ChoicesThe real question before us actually is – Do we have a choice?

For an oversized government, no political party in Himachal Pradesh is willing to come to grips with the grave financial situation that the state faces.

The biggest non-productive expenditure the state incurs is on employee salaries. Only a glimpse at the 2013 budget will reveal that of the total budget of Rs 21,767 crore, Rs 6956 crore was required for paying salaries.

In percentage terms it works out to 30.30 percent of all budgeted expenditure.

One need not look any further. Even a 10 percent cut in this expenditure would release Rs 695.6 crore for more productive development works.

For a state that has lost its sway in reigning in runaway expenditure, a salary cut is unthinkable, but even a salary and pension freeze, would be a breather.

Other than the Rs 6956 crore that the 2013-14 budget kept aside for salaries, another Rs 2839 crore was marked for pensions.
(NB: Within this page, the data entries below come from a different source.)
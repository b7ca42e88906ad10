//! Implementation of the times command.
//!
//! Prints the six events for a date without touching any alarm state. Without a
//! date the listing is for today and marks the next upcoming event.

use anyhow::{Context, Result};
use chrono::NaiveDate;

use crate::config;
use crate::prayer::PrayerTimeSource;

/// Handle `salatr times [YYYY-MM-DD]`.
pub fn handle_times_command(date: Option<String>, debug_enabled: bool) -> Result<()> {
    log_version!();

    let config = config::load()?;
    let request = config.schedule_request()?;
    if debug_enabled {
        config.log_config();
    }

    let now = crate::time_source::now();
    let date = match date {
        Some(ref text) => NaiveDate::parse_from_str(text, "%Y-%m-%d")
            .with_context(|| format!("Invalid date '{text}'. Use YYYY-MM-DD"))?,
        None => now.with_timezone(&request.timezone).date_naive(),
    };

    let times = config
        .calculator()
        .compute_times(date, request.latitude, request.longitude, request.method)?;

    log_block_start!(
        "Prayer times for {} ({})",
        date.format("%A %-d %B %Y"),
        times.timezone
    );
    log_indented!("Method: {}", times.method.description());

    let next = times.next_after(now).map(|event| event.prayer);

    for event in times.instants() {
        let marker = if Some(event.prayer) == next { "  <- next" } else { "" };
        log_indented!(
            "{:<8} {}{}",
            event.prayer.to_string(),
            event.instant.format("%H:%M"),
            marker
        );
    }
    log_end!();
    Ok(())
}

/// Display help for the times command
pub fn display_help() {
    log_version!();
    log_block_start!("times - Show prayer times");
    log_block_start!("Usage: salatr times [YYYY-MM-DD]");
    log_block_start!("Arguments:");
    log_indented!("[date]  Day to calculate (default: today at the configured location)");
    log_block_start!("Description:");
    log_indented!("Calculates Fajr, Sunrise, Dhuhr, Asr, Maghrib and Isha with the");
    log_indented!("configured method and madhab. Alarms are not changed.");
    log_block_start!("Examples:");
    log_indented!("salatr times");
    log_indented!("salatr times 2024-03-15");
    log_end!();
}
However the midterm budget appraisal papers placed before the state assembly during the monsoon session in August 2013 showed that the pensions bill was likely to increase to Rs 3146.09 crore, an increase of Rs 306.17 crore over the March 2013 budget estimate.

An Rs 10,102 crore outgo in a budget of Rs 21767 crore, which is 46.41 percent is the largest pie in the cake.

That not all, with lifespan increasing and untamed inflation ruling the day, the salary and pension bill is only going to rise.

The other day Mr Avay Shukla, the former additional chief secretary, pointed out an interesting fact that Himachal Pradesh with just 0.5 percent of the country is host to 3% of the country’s IAS Cadre.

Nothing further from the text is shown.